Woody Allen a ceci de génial qu’à chaque fois qu’on imagine qu’il est en train de s’essouffler, il nous surprend de nouveau avec un film parfaitement rythmé et dialogué, comme il les enchaînait dans les années 70. Alors qu’il s’apprête à fêter ses 80 ans, ce sera pour le 1er décembre, le New-Yorkais nous offre en guise de cadeau automnal un film – L’homme irrationnel, dévoilé ce printemps à Cannes – qui est déjà sa quatrième réussite des années 2010 après Vous allez rencontrer un bel et sombre inconnu, Minuit à Paris et Blue Jasmine, pour deux déceptions, To Rome With Love et Magic in the Moonlight. Il retrouve d’ailleurs, pour son 45e long métrage, Emma Stone, qu’il avait dirigée dans ce dernier film.
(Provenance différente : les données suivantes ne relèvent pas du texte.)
//! Waveform table and synthesis calibration constants.
//!
//! Every note is produced from the same one-period sine table. Pitch comes
//! from the per-sample delay, never from resampling the table:
//!
//! ```text
//! f = REFERENCE_CLOCK_HZ × octave / (TABLE_SIZE × cycle_count)
//! ```
//!
//! The cycle counts and the delay correction are bench-calibrated values.
//! Change them only together with a fresh tuning pass.

use theremin::playback::{Note, SCALE_LEN};

/// Number of samples in one waveform period.
pub const TABLE_SIZE: usize = 100;

/// Clock the cycle counts below are expressed in: 16 MHz.
pub const REFERENCE_CLOCK_HZ: u32 = 16_000_000;

/// Reference-clock cycles spent per sample on the write and loop overhead.
/// Subtracted from every per-sample delay.
pub const SAMPLE_DELAY_CORRECTION_CYCLES: u32 = 50;

/// Offset added to every sample to centre it in the output's valid range.
pub const OUTPUT_OFFSET: u16 = 205;

/// Full-scale value of the 12-bit audio output.
pub const OUTPUT_FULL_SCALE: u16 = 4095;

/// Reference-clock cycles per table step at octave 1, indexed like
/// [`SCALE`](theremin::playback::SCALE): C D E F G A B c.
pub const NOTE_CYCLES: [u32; SCALE_LEN] = [1224, 1090, 971, 917, 817, 728, 648, 612];

/// One period of a 12-bit sine centred on 1842, spanning 0..=3685.
#[rustfmt::skip]
pub const SINE_TABLE: [u16; TABLE_SIZE] = [
    1843, 1958, 2073, 2188, 2301, 2412, 2521, 2627,
    2730, 2830, 2925, 3017, 3104, 3186, 3262, 3333,
    3398, 3457, 3510, 3556, 3595, 3627, 3652, 3670,
    3681, 3685, 3681, 3670, 3652, 3627, 3595, 3556,
    3510, 3457, 3398, 3333, 3262, 3186, 3104, 3017,
    2925, 2830, 2730, 2627, 2521, 2412, 2301, 2188,
    2073, 1958, 1843, 1727, 1612, 1497, 1384, 1273,
    1164, 1058,  955,  855,  760,  668,  581,  499,
     423,  352,  287,  228,  175,  129,   90,   58,
      33,   15,    4,    0,    4,   15,   33,   58,
      90,  129,  175,  228,  287,  352,  423,  499,
     581,  668,  760,  855,  955, 1058, 1164, 1273,
    1384, 1497, 1612, 1727,
];

/// Cycle count for `note` at octave 1, or `None` for silence.
pub fn cycle_count(note: Note) -> Option<u32> {
    note.scale_index().map(|i| NOTE_CYCLES[i])
}
//! theremin-hw-interface
//!
//! Ultrasonic theremin firmware for the Raspberry Pi Pico 2. Wires the
//! library crates into three execution contexts:
//!
//! 1. **Thread mode**: the foreground task. Reads the octave buttons, ranges
//!    the hand, shows the note on the 8-segment display, sends it over the
//!    UART and plays it for one second. Each active cycle re-arms the idle
//!    watchdog.
//! 2. **SWI_IRQ_0** (medium priority): the idle watchdog and the melody
//!    task. After 30 s without interaction the melody preempts the
//!    foreground mid-note, plays the scale in octave 2, restores the
//!    interrupted note and octave, and the foreground resumes.
//! 3. **SWI_IRQ_1** (high priority): the volume task. Samples the volume
//!    potentiometer so the level changes even while the melody plays.
//!
//! The speaker is driven by PWM; both synthesizers share it through a
//! `SharedAudio` that locks per sample.

#![no_std]
#![no_main]

use defmt::*;
use embassy_executor::{InterruptExecutor, Spawner};
use embassy_rp::adc::{self, Adc};
use embassy_rp::bind_interrupts;
use embassy_rp::block::ImageDef;
use embassy_rp::gpio::{Input, Level, Output, Pull};
use embassy_rp::interrupt;
use embassy_rp::interrupt::{InterruptExt, Priority};
use embassy_rp::peripherals::UART0;
use embassy_rp::pwm::{self, Pwm};
use embassy_rp::uart::{self, UartTx};
use embassy_sync::blocking_mutex::raw::CriticalSectionRawMutex;
use embassy_time::{Delay, Timer};
use static_cell::StaticCell;
use {defmt_rtt as _, panic_probe as _};

use ranger_driver::{Ranger, RangerConfig};
use theremin::idle_watchdog::WatchdogConfig;
use theremin::playback::{SharedPlayback, VolumeSampler};
use theremin_controller::{
    foreground_task, idle_watchdog_task, melody_task, Controller, ControllerConfig, OctavePanel,
    SerialSink, TaskSignals,
};
use theremin_segment_display::{ShiftRegisterConfig, ShiftRegisterDisplay};
use theremin_tone::waveform::OUTPUT_FULL_SCALE;
use theremin_tone::{MelodyConfig, MelodyPlayer, PwmAudio, SharedAudio, ToneConfig, ToneSynthesizer};

// ---------------------------------------------------------------------------
// Boot block and interrupt binding
// ---------------------------------------------------------------------------

/// Tell the RP2350 Boot ROM about our application.
#[link_section = ".start_block"]
#[used]
pub static IMAGE_DEF: ImageDef = embassy_rp::block::ImageDef::secure_exe();

bind_interrupts!(struct Irqs {
    ADC_IRQ_FIFO => adc::InterruptHandler;
});

// ---------------------------------------------------------------------------
// Executors
// ---------------------------------------------------------------------------

static EXECUTOR_HIGH: InterruptExecutor = InterruptExecutor::new();
static EXECUTOR_MED: InterruptExecutor = InterruptExecutor::new();

#[interrupt]
unsafe fn SWI_IRQ_1() {
    EXECUTOR_HIGH.on_interrupt()
}

#[interrupt]
unsafe fn SWI_IRQ_0() {
    EXECUTOR_MED.on_interrupt()
}

// ---------------------------------------------------------------------------
// Static storage
// ---------------------------------------------------------------------------

/// Note, octave and volume. Written by the foreground, the volume task and
/// the melody, from three priority levels.
static PLAYBACK: SharedPlayback<CriticalSectionRawMutex> = SharedPlayback::new();

/// Re-arm, melody request and melody done.
static SIGNALS: TaskSignals<CriticalSectionRawMutex> = TaskSignals::new();

/// The PWM speaker output, shared by the foreground and melody synthesizers.
static AUDIO: StaticCell<SharedAudio<CriticalSectionRawMutex, PwmAudio<Pwm<'static>>>> =
    StaticCell::new();

/// Period between volume potentiometer conversions.
const VOLUME_SAMPLE_PERIOD_MS: u64 = 20;

/// RP2350 core clock in MHz.
const CORE_CLOCK_MHZ: f32 = 150.0;

/// Ranger calibration for the Pico 2.
///
/// Assumes one echo poll iteration costs the same `cycles_per_tick` and
/// `offset_cycles` as on the calibrated board, and rescales only the cycle
/// period to the 150 MHz core clock. If the poll loop compiles to more
/// cycles per iteration, distances read proportionally short; correct that
/// here by raising `cycles_per_tick`, since the band edges in the note
/// mapper are fixed.
fn ranger_config() -> RangerConfig {
    RangerConfig {
        cycle_period_us: 1.0 / CORE_CLOCK_MHZ,
        ..RangerConfig::default()
    }
}

// ---------------------------------------------------------------------------
// Type aliases
// ---------------------------------------------------------------------------

type Audio = &'static SharedAudio<CriticalSectionRawMutex, PwmAudio<Pwm<'static>>>;

type Panel = OctavePanel<Input<'static>, Input<'static>, Output<'static>, Output<'static>>;

type Sensor = Ranger<Output<'static>, Input<'static>, Delay>;

type Display = ShiftRegisterDisplay<Output<'static>, Output<'static>, Output<'static>, Delay>;

type ForegroundController =
    Controller<'static, CriticalSectionRawMutex, Panel, Sensor, Display, UartSerial, Audio, Delay>;

/// Blocking UART transmitter as a fire-and-forget byte sink.
struct UartSerial(UartTx<'static, UART0, uart::Blocking>);

impl SerialSink for UartSerial {
    fn write_byte(&mut self, byte: u8) {
        let _ = self.0.blocking_write(&[byte]);
    }
}

// ---------------------------------------------------------------------------
// Tasks
// ---------------------------------------------------------------------------

#[embassy_executor::task]
async fn foreground(controller: ForegroundController) {
    foreground_task(controller, &SIGNALS).await
}

#[embassy_executor::task]
async fn watchdog(config: WatchdogConfig) {
    idle_watchdog_task(&SIGNALS, config).await
}

#[embassy_executor::task]
async fn melody(synth: ToneSynthesizer<Audio, Delay>, config: MelodyConfig) {
    melody_task(MelodyPlayer::new(&PLAYBACK, config), synth, &SIGNALS).await
}

/// Periodic potentiometer sampling.
///
/// Runs above the melody so the dial stays live during auto-play. The
/// shared lock is held for a single store per conversion.
#[embassy_executor::task]
async fn volume(mut adc: Adc<'static, adc::Async>, mut pot: adc::Channel<'static>) {
    info!("Volume task started");
    let sampler = VolumeSampler::new(&PLAYBACK);

    loop {
        match adc.read(&mut pot).await {
            Ok(raw) => {
                let (level, changed) = sampler.on_sample(raw);
                if changed {
                    info!("Volume {}", level);
                }
            }
            Err(_) => warn!("Volume conversion failed"),
        }

        Timer::after_millis(VOLUME_SAMPLE_PERIOD_MS).await;
    }
}

// ---------------------------------------------------------------------------
// Main
// ---------------------------------------------------------------------------

#[embassy_executor::main]
async fn main(spawner: Spawner) {
    let p = embassy_rp::init(Default::default());
    info!("theremin-hw-interface starting");

    // —— Pin assignments ————————————————————————————————————————————————————
    // UART_TX    → GP0   (p.PIN_0)   115200 8N1, note telemetry
    // TRIGGER    → GP2   (p.PIN_2)
    // ECHO       → GP3   (p.PIN_3)
    // SR_DATA    → GP6   (p.PIN_6)
    // SR_CLOCK   → GP7   (p.PIN_7)
    // SR_LATCH   → GP8   (p.PIN_8)
    // OCTAVE_BTN → GP10 / GP11      active-low, pull-up enabled
    // OCTAVE_LED → GP14 / GP15
    // SPEAKER    → GP16  (PWM slice 0, channel A)
    // SPK_EN     → GP17  amplifier enable, held high
    // VOLUME     → GP26  (ADC0)
    // ———————————————————————————————————————————————————————————————————————

    // —— Foreground peripherals —————————————————————————————————————————————

    let panel = OctavePanel::new(
        Input::new(p.PIN_10, Pull::Up),
        Input::new(p.PIN_11, Pull::Up),
        Output::new(p.PIN_14, Level::Low),
        Output::new(p.PIN_15, Level::Low),
    );

    let ranger = Ranger::new(
        Output::new(p.PIN_2, Level::Low),
        Input::new(p.PIN_3, Pull::None),
        Delay,
        ranger_config(),
    );

    let mut display = ShiftRegisterDisplay::new(
        Output::new(p.PIN_6, Level::Low),
        Output::new(p.PIN_7, Level::Low),
        Output::new(p.PIN_8, Level::Low),
        Delay,
        ShiftRegisterConfig::default(),
    );
    if display.init().is_err() {
        error!("Display init failed");
    }

    let serial = UartSerial(UartTx::new_blocking(p.UART0, p.PIN_0, uart::Config::default()));

    // —— Audio ——————————————————————————————————————————————————————————————

    let mut pwm_config = pwm::Config::default();
    pwm_config.top = OUTPUT_FULL_SCALE;
    let speaker = Pwm::new_output_a(p.PWM_SLICE0, p.PIN_16, pwm_config);
    let audio: Audio = AUDIO.init(SharedAudio::new(PwmAudio::new(speaker)));

    // Keep the amplifier enabled for the life of the program.
    let speaker_enable = Output::new(p.PIN_17, Level::High);
    core::mem::forget(speaker_enable);

    let foreground_synth = ToneSynthesizer::new(audio, Delay, ToneConfig::default());
    let melody_synth = ToneSynthesizer::new(audio, Delay, ToneConfig::default());

    // —— Volume ————————————————————————————————————————————————————————————

    let adc = Adc::new(p.ADC, Irqs, adc::Config::default());
    let pot = adc::Channel::new_pin(p.PIN_26, Pull::None);

    // —— Spawn tasks ————————————————————————————————————————————————————————

    interrupt::SWI_IRQ_1.set_priority(Priority::P2);
    let high_spawner = EXECUTOR_HIGH.start(interrupt::SWI_IRQ_1);
    unwrap!(high_spawner.spawn(volume(adc, pot)));

    interrupt::SWI_IRQ_0.set_priority(Priority::P3);
    let med_spawner = EXECUTOR_MED.start(interrupt::SWI_IRQ_0);
    unwrap!(med_spawner.spawn(watchdog(WatchdogConfig::default())));
    unwrap!(med_spawner.spawn(melody(melody_synth, MelodyConfig::default())));

    let controller = Controller::new(
        &PLAYBACK,
        panel,
        ranger,
        display,
        serial,
        foreground_synth,
        ControllerConfig::default(),
    );
    unwrap!(spawner.spawn(foreground(controller)));

    info!("All tasks spawned");
}
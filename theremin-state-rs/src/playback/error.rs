/// Errors that can occur when working with playback state.
#[derive(Debug, Clone, Copy, PartialEq, Eq)]
#[cfg_attr(feature = "defmt", derive(defmt::Format))]
pub enum PlaybackError {
    /// The melody player currently owns the playback state.
    OverrideActive,
    /// [`end_override()`](super::SharedPlayback::end_override) was called
    /// without a matching `begin_override()`.
    OverrideInactive,
}

impl core::fmt::Display for PlaybackError {
    fn fmt(&self, f: &mut core::fmt::Formatter<'_>) -> core::fmt::Result {
        match self {
            PlaybackError::OverrideActive => write!(f, "Playback state is overridden by the melody"),
            PlaybackError::OverrideInactive => write!(f, "No melody override is active"),
        }
    }
}
//! The foreground interaction cycle.

use embassy_sync::blocking_mutex::raw::RawMutex;
use embedded_hal::delay::DelayNs;
use theremin::playback::{note_for, Note, Octave, PlaybackState, SharedPlayback, VolumeLevel};
use theremin_segment_display::DisplaySink;
use theremin_tone::{AudioOutput, ToneSynthesizer};

use crate::error::ControllerError;
use crate::panel::OctaveSelector;
use crate::sensor::DistanceSensor;
use crate::serial::{send_note, SerialSink};

/// Default length of each foreground note: one second.
pub const DEFAULT_NOTE_DURATION_MS: u32 = 1000;

/// Foreground cycle configuration.
#[derive(Debug, Clone, Copy, PartialEq, Eq)]
#[cfg_attr(feature = "defmt", derive(defmt::Format))]
pub struct ControllerConfig {
    /// How long each measured note sounds. Default: 1000 ms.
    pub note_duration_ms: u32,
}

impl Default for ControllerConfig {
    fn default() -> Self {
        Self {
            note_duration_ms: DEFAULT_NOTE_DURATION_MS,
        }
    }
}

/// What one call to [`Controller::run_cycle()`] did.
#[derive(Debug, Clone, Copy, PartialEq, Eq)]
#[cfg_attr(feature = "defmt", derive(defmt::Format))]
pub enum CycleOutcome {
    /// No octave selected. Nothing was measured or played.
    Inactive,
    /// A note was measured, shown and (volume permitting) played.
    Active {
        note: Note,
        octave: Octave,
        volume: VolumeLevel,
        /// Waveform periods written; 0 for silence or mute.
        periods: u32,
    },
    /// A note was measured and shown, but the melody owned the playback
    /// state, so the state was left alone and nothing was played.
    Deferred { note: Note, octave: Octave },
}

impl CycleOutcome {
    /// `true` if the cycle counts as user interaction for the idle watchdog.
    pub fn should_rearm(&self) -> bool {
        !matches!(self, CycleOutcome::Inactive)
    }
}

/// Result type of [`Controller::run_cycle()`].
pub type CycleResult<DISP, OUT> =
    Result<CycleOutcome, ControllerError<<DISP as DisplaySink>::Error, <OUT as AudioOutput>::Error>>;

/// Owns the foreground peripherals and runs one interaction cycle at a time.
///
/// # Control flow
///
/// 1. Read the octave buttons and mirror the selection on the LEDs.
/// 2. **Inactive**: publish [`PlaybackState::INACTIVE`], blank the display,
///    and stop. No ranging, no sound, no watchdog re-arm.
/// 3. **Active**: measure the distance and quantize it. A ranging timeout
///    is silence, not an error.
/// 4. Publish the new state through [`SharedPlayback`]. If the melody
///    holds the override, the state is left alone and step 6 is skipped.
/// 5. Show the note's segment pattern and send its telemetry line.
/// 6. Play the note at the current volume unless muted, and record it as
///    the previous note.
///
/// The caller re-arms the idle watchdog when
/// [`CycleOutcome::should_rearm()`] is `true`.
pub struct Controller<'a, M: RawMutex, PANEL, SENSOR, DISP, SER, OUT, DELAY> {
    shared: &'a SharedPlayback<M>,
    panel: PANEL,
    sensor: SENSOR,
    display: DISP,
    serial: SER,
    synth: ToneSynthesizer<OUT, DELAY>,
    config: ControllerConfig,
}

impl<'a, M, PANEL, SENSOR, DISP, SER, OUT, DELAY> Controller<'a, M, PANEL, SENSOR, DISP, SER, OUT, DELAY>
where
    M: RawMutex,
    PANEL: OctaveSelector,
    SENSOR: DistanceSensor,
    DISP: DisplaySink,
    SER: SerialSink,
    OUT: AudioOutput,
    DELAY: DelayNs,
{
    pub fn new(
        shared: &'a SharedPlayback<M>,
        panel: PANEL,
        sensor: SENSOR,
        display: DISP,
        serial: SER,
        synth: ToneSynthesizer<OUT, DELAY>,
        config: ControllerConfig,
    ) -> Self {
        Self {
            shared,
            panel,
            sensor,
            display,
            serial,
            synth,
            config,
        }
    }

    pub fn config(&self) -> &ControllerConfig {
        &self.config
    }

    /// Run one foreground cycle.
    ///
    /// # Errors
    /// Pin, display and audio failures end the cycle early. The shared
    /// state stays consistent and the next cycle can run normally.
    pub fn run_cycle(&mut self) -> CycleResult<DISP, OUT> {
        let selection = self.panel.read_selection().map_err(ControllerError::Panel)?;
        self.panel.indicate(selection).map_err(ControllerError::Panel)?;

        let Some(octave) = selection else {
            // Rejected while the melody plays; the melody restores its own snapshot.
            let _ = self.shared.set_playback(PlaybackState::INACTIVE);
            self.display.blank().map_err(ControllerError::Display)?;
            return Ok(CycleOutcome::Inactive);
        };

        let note = self.measure_note()?;
        let published = self.shared.set_playback(PlaybackState::new(note, Some(octave))).is_ok();

        self.display.show_note(note).map_err(ControllerError::Display)?;
        send_note(&mut self.serial, note);

        if !published {
            #[cfg(feature = "defmt")]
            defmt::debug!("Melody active, cycle deferred");
            return Ok(CycleOutcome::Deferred { note, octave });
        }

        let volume = self.shared.volume();
        let periods = self
            .synth
            .play(note, octave, volume, self.config.note_duration_ms)
            .map_err(ControllerError::Audio)?;
        self.shared.record_played(note);

        Ok(CycleOutcome::Active {
            note,
            octave,
            volume,
            periods,
        })
    }

    fn measure_note(&mut self) -> Result<Note, ControllerError<DISP::Error, OUT::Error>> {
        match self.sensor.measure_distance() {
            Ok(distance_cm) => Ok(note_for(distance_cm)),
            Err(e) if e.is_timeout() => Ok(Note::Silence),
            Err(e) => Err(e.into()),
        }
    }
}
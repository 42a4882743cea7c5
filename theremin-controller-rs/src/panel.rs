//! Octave buttons and indicator LEDs.

use embedded_hal::digital::{Error, ErrorKind, InputPin, OutputPin};
use theremin::playback::Octave;

/// Source of the octave selection, with a way to show it back to the player.
pub trait OctaveSelector {
    /// Sample the buttons. `None` is the inactive state.
    fn read_selection(&mut self) -> Result<Option<Octave>, ErrorKind>;

    /// Light the indicator for `selection`, everything off for `None`.
    fn indicate(&mut self, selection: Option<Octave>) -> Result<(), ErrorKind>;
}

/// Two active-low push buttons and two indicator LEDs, one pair per octave.
///
/// Buttons are read as plain levels; there is no debouncing.
pub struct OctavePanel<B1, B2, L1, L2> {
    button_1: B1,
    button_2: B2,
    led_1: L1,
    led_2: L2,
}

impl<B1, B2, L1, L2> OctavePanel<B1, B2, L1, L2>
where
    B1: InputPin,
    B2: InputPin,
    L1: OutputPin,
    L2: OutputPin,
{
    pub fn new(button_1: B1, button_2: B2, led_1: L1, led_2: L2) -> Self {
        Self {
            button_1,
            button_2,
            led_1,
            led_2,
        }
    }
}

impl<B1, B2, L1, L2> OctaveSelector for OctavePanel<B1, B2, L1, L2>
where
    B1: InputPin,
    B2: InputPin,
    L1: OutputPin,
    L2: OutputPin,
{
    fn read_selection(&mut self) -> Result<Option<Octave>, ErrorKind> {
        let pressed_1 = self.button_1.is_low().map_err(|e| e.kind())?;
        let pressed_2 = self.button_2.is_low().map_err(|e| e.kind())?;
        Ok(Octave::from_buttons(pressed_1, pressed_2))
    }

    fn indicate(&mut self, selection: Option<Octave>) -> Result<(), ErrorKind> {
        self.led_1
            .set_state((selection == Some(Octave::One)).into())
            .map_err(|e| e.kind())?;
        self.led_2
            .set_state((selection == Some(Octave::Two)).into())
            .map_err(|e| e.kind())?;
        Ok(())
    }
}

#[cfg(test)]
mod tests {
    use super::*;
    use embedded_hal::digital::ErrorType;

    struct Button {
        low: bool,
    }

    impl ErrorType for Button {
        type Error = ErrorKind;
    }

    impl InputPin for Button {
        fn is_high(&mut self) -> Result<bool, Self::Error> {
            Ok(!self.low)
        }
        fn is_low(&mut self) -> Result<bool, Self::Error> {
            Ok(self.low)
        }
    }

    #[derive(Default)]
    struct Led {
        on: bool,
    }

    impl ErrorType for Led {
        type Error = ErrorKind;
    }

    impl OutputPin for Led {
        fn set_low(&mut self) -> Result<(), Self::Error> {
            self.on = false;
            Ok(())
        }
        fn set_high(&mut self) -> Result<(), Self::Error> {
            self.on = true;
            Ok(())
        }
    }

    fn panel(b1_low: bool, b2_low: bool) -> OctavePanel<Button, Button, Led, Led> {
        OctavePanel::new(
            Button { low: b1_low },
            Button { low: b2_low },
            Led::default(),
            Led::default(),
        )
    }

    #[test]
    fn buttons_are_active_low() {
        assert_eq!(panel(true, false).read_selection(), Ok(Some(Octave::One)));
        assert_eq!(panel(false, true).read_selection(), Ok(Some(Octave::Two)));
    }

    #[test]
    fn none_or_both_is_inactive() {
        assert_eq!(panel(false, false).read_selection(), Ok(None));
        assert_eq!(panel(true, true).read_selection(), Ok(None));
    }

    #[test]
    fn leds_follow_selection() {
        let mut p = panel(false, false);
        p.indicate(Some(Octave::One)).unwrap();
        assert!(p.led_1.on && !p.led_2.on);
        p.indicate(Some(Octave::Two)).unwrap();
        assert!(!p.led_1.on && p.led_2.on);
        p.indicate(None).unwrap();
        assert!(!p.led_1.on && !p.led_2.on);
    }
}
use ndarray::Array4;
use num_complex::Complex64;

/// A dense four-index complex tensor for a single time slice.
pub type Tensor = Array4<Complex64>;

/// The shape of a [`Tensor`].
pub type Shape = [usize; 4];

/// Index into the global time axis.
pub type TimeIndex = usize;

/// Index of a process within a process group.
pub type GroupRank = usize;

/// Creates a tensor of the given shape with every entry set to `value`.
#[must_use]
pub fn constant_tensor(shape: Shape, value: Complex64) -> Tensor {
    Tensor::from_elem(shape, value)
}

/// Returns the shape of `tensor` as a fixed-size array.
#[inline]
#[must_use]
pub fn shape_of(tensor: &Tensor) -> Shape {
    tensor.dim().into()
}

#[cfg(test)]
mod tests {
    use super::*;

    #[test]
    fn test_constant_tensor_shape() {
        let tensor = constant_tensor([4, 2, 3, 1], Complex64::ONE);
        assert_eq!(shape_of(&tensor), [4, 2, 3, 1]);
        assert_eq!(tensor.len(), 24);
        assert!(tensor.iter().all(|z| *z == Complex64::ONE));
    }
}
Passé le plaisir de voir le cinéaste retourner dans les années 20, Magic in the Moonlight tournait à vide, la faute à un scénario qui avait toutes les peines du monde à meubler le temps en attendant la résolution finale. L’homme irrationnel, au contraire, captive de bout en bout. Il y est d’emblée question d’existentialisme, de Kant, de Kierkegaard et du libre arbitre. Du pur Woody, donc. Cet homme irrationnel, c’est Abe Lucas, un charismatique et iconoclaste professeur de philosophie joué avec gourmandise par un Joaquin Phoenix en grande forme, visiblement heureux d’avoir été appelé par un cinéaste dont l’âge oblige à penser – pensée par ailleurs déplaisante – qu’il est plus proche de la fin que du début. Abe Lucas, donc, est charismatique. Depuis son divorce et la mort de son meilleur ami, il traîne sa carcasse comme une âme en peine, ce qui va immédiatement lui attirer les faveurs d’une collègue et d’une de ses étudiantes.
Rire de la mort
Mais pourquoi donc serait-il irrationnel? Parce qu’il se dit que se lancer dans une double liaison pourrait apaiser son spleen? Non, plutôt parce qu’il estime que, pour être pleinement un être humain, il faut faire l’expérience de tuer un de ses semblables. Et comme l’occasion fait le larron, le voici qui fomente un plan après avoir entendu parler d’un juge pourri que personne ne regretterait s’il venait à trépasser.
Ce petit twist scénaristique permet alors au film de passer d’une sympathique comédie psychologique à un thriller métaphysique où la froideur du propos est constamment contrebalancée par la légèreté tout «allenienne» avec laquelle le récit est traité. «J’aurais vraiment voulu être un cinéaste sérieux, comme Ingmar Bergman, mais il se trouve que mon don, c’est d’être comique, et qu’on me donne de l’argent pour cela», relevait le cinéaste, fataliste et facétieux à la fois, en conférence de presse à Cannes. Lui qui s’est toujours dit terrorisé par la mort arrive ainsi magnifiquement, dans L’homme irrationnel, à en rire. Et c’est lorsqu’il rit de choses sérieuses qu’il est le plus à son affaire.

«L’homme irrationnel». De Woody Allen. Avec Joaquin Phoenix, Emma Stone et Parker Posey. Etats-Unis, 1 h 36.